Introduction
AMPA receptor potentiators enhance AMPA receptor-mediated glutamatergic neurotransmission in the brain. The biarylpropylsulfonamides are a group of AMPA receptor potentiators with potential for treating a number of psychiatric (depression) and neurological (Alzheimer's and Parkinson's disease) disorders 1 . The aim of the current study was to examine the effects of two of these AMPA receptor potentiators, LY450108 and LY451395, on cerebral glucose utilisation in the rat using 14C-2-deoxglucose (14C-2-DG) autoradiography, to compare and contrast the specific anatomical sites of action of these compounds.
Methods
Male Sprague Dawley rats (417 g±4 g; n=35) received subcutaneous administration of LY450108 or LY451395 (0.15, 0.5 or 1.5 mg/kg) or vehicle (5% DMSO, 24% βCD) 15 minutes prior to intravenous administration of 50 μCi 14C-2-DG. Cerebral glucose utilisation was quantified in 40 anatomical brain regions using a computer-based densitometer.
Results
LY450108 produced modest, dose dependent increases in glucose utilisation, with statistically significant increases observed in 14 anatomical areas following administration of the top dose (1.5 mg/kg), notably the globus pallidus and substantia nigra. All doses of LY451395 also produced increases in glucose utilisation.

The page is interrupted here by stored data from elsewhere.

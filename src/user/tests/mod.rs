//! Unit tests for the user module.
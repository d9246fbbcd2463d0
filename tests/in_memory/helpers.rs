//! Shared test helpers for in-memory repository integration tests.

use mockable::DefaultClock;
use rstest::fixture;
use taskdesk::{
    task::{
        adapters::memory::InMemoryTaskRepository,
        domain::{NewTask, Task, TaskStatus, UserId},
        ports::TaskRepository,
    },
    user::adapters::memory::InMemoryUserRepository,
};
use tokio::runtime::Runtime;

/// Provides a tokio runtime for async operations in tests.
#[fixture]
pub fn runtime() -> Runtime {
    tokio::runtime::Builder::new_current_thread()
        .enable_all()
        .build()
        .expect("failed to create test runtime")
}

/// Provides a fresh in-memory task repository for each test.
#[fixture]
pub fn repo() -> InMemoryTaskRepository {
    InMemoryTaskRepository::new()
}

/// Builds a user identifier, panicking on invalid test input.
pub fn user(value: i64) -> UserId {
    UserId::new(value).expect("valid user id")
}

/// Creates and stores a task owned by `owner`.
pub fn seed(
    rt: &Runtime,
    repo: &InMemoryTaskRepository,
    owner: i64,
    name: &str,
    status: TaskStatus,
) -> Task {
    let new_task = NewTask::new(name, "seeded", status, user(owner), &DefaultClock)
        .expect("valid new task");
    rt.block_on(repo.create(&new_task)).expect("seed task")
}

/// Creates a user registry over `repo` with the given users registered.
pub fn registry(repo: &InMemoryTaskRepository, users: &[i64]) -> InMemoryUserRepository {
    let registry = InMemoryUserRepository::new(repo.clone());
    for id in users {
        registry.register(user(*id)).expect("register user");
    }
    registry
}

Statistically significant increases were observed following administration of the high dose of LY451395 (1.5 mg/kg), which effected increases in 11 anatomical brain regions, such as the hippocampus and nucleus accumbens. Both compounds increased glucose utilisation in the frontal and parietal cortex and dorsal raphe nucleus (See Figure 1).
Conclusion
This study has revealed that both compounds have broadly similar effects on cerebral glucose utilisation, but with subtle differences. These data suggest that AMPA receptor potentiators enhance specific AMPA receptor-mediated processes in the cortex and limbic system.